Music spotlight: Expanded Vumbi Dekula EP; new music from Drawing on Scars, the Static Sea
Play in your dog's noise canceling headphones this July 4th; also CB props
By Chilltown Blues
Last year, we reviewed the “Slavery is Crime” EP from Vumbi Dekula and the Dekula Band and featured a couple of song translations from Dekula and bandmember Gaby Kababa Nkomba.
This year, record label Sing and Song Fighter has collected and supplanted that release with a vinyl and digital release on June 5 combining “Slavery is Crime” and two-track single “Coltan Sounds.”
As was the case with “Slavery is Crime,” this new longer EP features Congolese rumba that evokes summer vibes — a perfect accompaniment for being near the water somewhere, uplifted, in part, by harmonies that build on Dekula’s deft guitar playing. In the aforementioned piece, we wrote “‘Slavery is Crime’ uses its melodic qualities to speak to horrific status quos that — familiarly — continue to be un- or under-sung, and it evokes a sense of being more free than the world may allow depending, in part, on the womb lottery.1”
Of the pointed “Coltan Sounds,” Sing A Song fighter’s notes Dekula explaining: “Coltan is minerals, like gold. In Congo they use it to produce mobile phones. There is UN military there to keep the peace and avoid conflicts about this, but … we don’t want anymore genocides under your watch. Your mission was to keep peace unfortunately it’s turning to robbery.”
Though groups tasked with helping people in dire straights having individuals exploiting those situations for their benefit is almost certain, unfortunately (everywhere), we also reached out via email to an expert on Congo in the hopes of elaboration but received no reply.
(The Associated Press released a report, “UN experts report widespread peace deal violations in eastern Congo,” today, July 2.)
The Dekula band plays on.
Drawing on Scars
On the heels of their excellent second album “Green House” — of which we wrote “anything that sounds the least bit ‘usual’ here quickly veers off into fresher territory, with lyrics that are well-wrought and uniquely expressive as the guitar soars” — Drawing on Scars duo Jodie Reid and Will Thacker released “Expectations” on June 18. This four-track EP follows suit with two heavier tracks that fit perfectly as a mix of alternative rock, metal and power pop. The two latter tracks, “Wave of Time” and “In the Dark,” are slowed and pared down but practically orchestral, building on emotion-tinged singing to big crescendos. Lovely stuff.
The Static Sea
JC-based the Static Sea released five track, “In Lieu of Nothing,” on June 19 and it’s polished dreamy folktronica the whole way through. From the music we’re familiar with, their sound evokes Father John Misty - if Misty were always operating at his most melodic. Songs can be part-straightforward lyricism and part-cryptic nooks and crannies, but they’re always sung and accompanied in a way that gives them an immediate emotional language. The last track, “Where It Ends,” is a great encapsulation of this project of this music navigating bittersweet with melodies much more sweet than bitter.
Chilltown Blues
No musical release from any of us, as of yet, but the following is from an interesting write-up on a photo of ours at https://www.fuse-pop.com/artsky-chilltownblues-pigeon.

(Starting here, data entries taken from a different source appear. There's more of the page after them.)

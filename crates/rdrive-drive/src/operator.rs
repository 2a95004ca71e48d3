//! Builds the `opendal::Operator` the `OpendalDrive` reference backend
//! wraps, and a lightweight connectivity check reused by the daemon's
//! startup sequence and `/readyz` probe.

use anyhow::{Context, Result};
use opendal::Operator;
use rdrive_core::config::DriveConfig;

/// Minimal, backend-agnostic fields needed to build an operator — mirrors
/// the subset of `DriveConfig` that maps onto an S3-compatible bucket.
/// Bucket/region aren't part of the abstract drive config; callers
/// resolve them from environment, the same way `access_key_id`/
/// `secret_access_key` are resolved here rather than persisted in
/// `rdrive.toml`.
#[derive(Debug, Clone)]
pub struct OperatorParams {
    pub endpoint: String,
    pub region: String,
    pub bucket: String,
    pub access_key_id: String,
    pub secret_access_key: String,
}

/// Builds an S3-compatible `Operator` with logging and retry layers, the
/// same decoration OpenDAL backends get throughout the pack.
pub fn build_operator(params: &OperatorParams) -> Result<Operator> {
    let builder = opendal::services::S3::default()
        .endpoint(&params.endpoint)
        .region(&params.region)
        .bucket(&params.bucket)
        .access_key_id(&params.access_key_id)
        .secret_access_key(&params.secret_access_key);

    let op = Operator::new(builder)
        .context("creating OpenDAL S3 operator")?
        .layer(opendal::layers::LoggingLayer::default())
        .layer(opendal::layers::RetryLayer::new().with_max_times(5).with_jitter())
        .finish();

    Ok(op)
}

/// Builds an operator from `DriveConfig` plus credentials sourced
/// separately (the access-token/credential cache is an external
/// collaborator, not persisted config). Rejects a plaintext endpoint when
/// `enforce_tls` is set.
pub fn build_from_drive_config(
    drive: &DriveConfig,
    bucket: &str,
    region: &str,
    access_key_id: &str,
    secret_access_key: &str,
) -> Result<Operator> {
    if drive.endpoint.starts_with("http://") {
        if drive.enforce_tls {
            anyhow::bail!(
                "drive endpoint uses plaintext HTTP ({}), but enforce_tls is enabled",
                drive.endpoint
            );
        }
        tracing::warn!(
            endpoint = %drive.endpoint,
            "drive endpoint uses plaintext HTTP — credentials are transmitted unencrypted"
        );
    }

    build_operator(&OperatorParams {
        endpoint: drive.endpoint.clone(),
        region: region.to_string(),
        bucket: bucket.to_string(),
        access_key_id: access_key_id.to_string(),
        secret_access_key: secret_access_key.to_string(),
    })
}

/// Lightest possible health check: list the root.
pub async fn check_health(op: &Operator) -> Result<()> {
    op.list("/").await.map(|_| ()).map_err(|e| anyhow::anyhow!("drive health check failed: {e}"))
}
//! Registry of active mount instances, consulted by `rdrived`'s gRPC
//! `Mount`/`Unmount`/`Status` handlers to know what's mounted where.

use dashmap::DashMap;
use std::path::PathBuf;
use tokio_util::sync::CancellationToken;

/// One mounted instance's bookkeeping: where it's mounted and a token to
/// request an unmount.
pub struct MountHandle {
    pub mountpoint: PathBuf,
    pub job_id: String,
    pub shutdown: CancellationToken,
}

/// Concurrent registry of live mounts keyed by mountpoint, so a second
/// mount request at the same path is rejected rather than racing the
/// first.
#[derive(Default)]
pub struct MountRegistry {
    mounts: DashMap<String, MountHandle>,
}

impl MountRegistry {
    pub fn new() -> Self {
        Self::default()
    }

    pub fn register(&self, mountpoint: &str, handle: MountHandle) -> bool {
        self.mounts.insert(mountpoint.to_string(), handle).is_none()
    }

    pub fn unregister(&self, mountpoint: &str) -> Option<MountHandle> {
        self.mounts.remove(mountpoint).map(|(_, h)| h)
    }

    pub fn is_mounted(&self, mountpoint: &str) -> bool {
        self.mounts.contains_key(mountpoint)
    }

    pub fn request_unmount(&self, mountpoint: &str) -> bool {
        match self.mounts.get(mountpoint) {
            Some(handle) => {
                handle.shutdown.cancel();
                true
            }
            None => false,
        }
    }

    pub fn list(&self) -> Vec<(String, String)> {
        self.mounts
            .iter()
            .map(|e| (e.key().clone(), e.value().job_id.clone()))
            .collect()
    }
}

#[cfg(test)]
mod tests {
    use super::*;

    #[test]
    fn double_register_at_same_mountpoint_is_rejected() {
        let registry = MountRegistry::new();
        let first = MountHandle {
            mountpoint: "/mnt/a".into(),
            job_id: "job-a".into(),
            shutdown: CancellationToken::new(),
        };
        assert!(registry.register("/mnt/a", first));
        let second = MountHandle {
            mountpoint: "/mnt/a".into(),
            job_id: "job-b".into(),
            shutdown: CancellationToken::new(),
        };
        assert!(!registry.register("/mnt/a", second));
    }

    #[test]
    fn request_unmount_cancels_the_registered_token() {
        let registry = MountRegistry::new();
        let token = CancellationToken::new();
        registry.register(
            "/mnt/a",
            MountHandle {
                mountpoint: "/mnt/a".into(),
                job_id: "job-a".into(),
                shutdown: token.clone(),
            },
        );
        assert!(registry.request_unmount("/mnt/a"));
        assert!(token.is_cancelled());
        assert!(!registry.request_unmount("/mnt/b"));
    }
}
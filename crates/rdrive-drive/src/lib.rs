//! rdrive-drive: the abstract `RemoteDrive` operation set, a
//! retry/rate-limit decorator, and an OpenDAL-backed reference
//! implementation plus an in-memory mock for tests.

pub mod error;
pub mod mock;
pub mod opendal_backed;
pub mod operator;
pub mod retry;
pub mod trait_def;

pub use error::DriveError;
pub use mock::MockDrive;
pub use opendal_backed::OpendalDrive;
pub use retry::{retrying, RetryingDrive};
pub use trait_def::*;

“The post comes from the visual and written practice that defines the Chilltown Blues project: finding the texture of ordinary urban life and holding it up to the light long enough for something to become visible. A pigeon sculpture in the snow is not, on its face, a remarkable subject. That is precisely the point. The work of this kind of feature writing — and this kind of photography — is to demonstrate that remarkable is not a prerequisite for attention.”
We’d prefer if that last remarkable were in quotes — “remarkable” — but we appreciate this piece.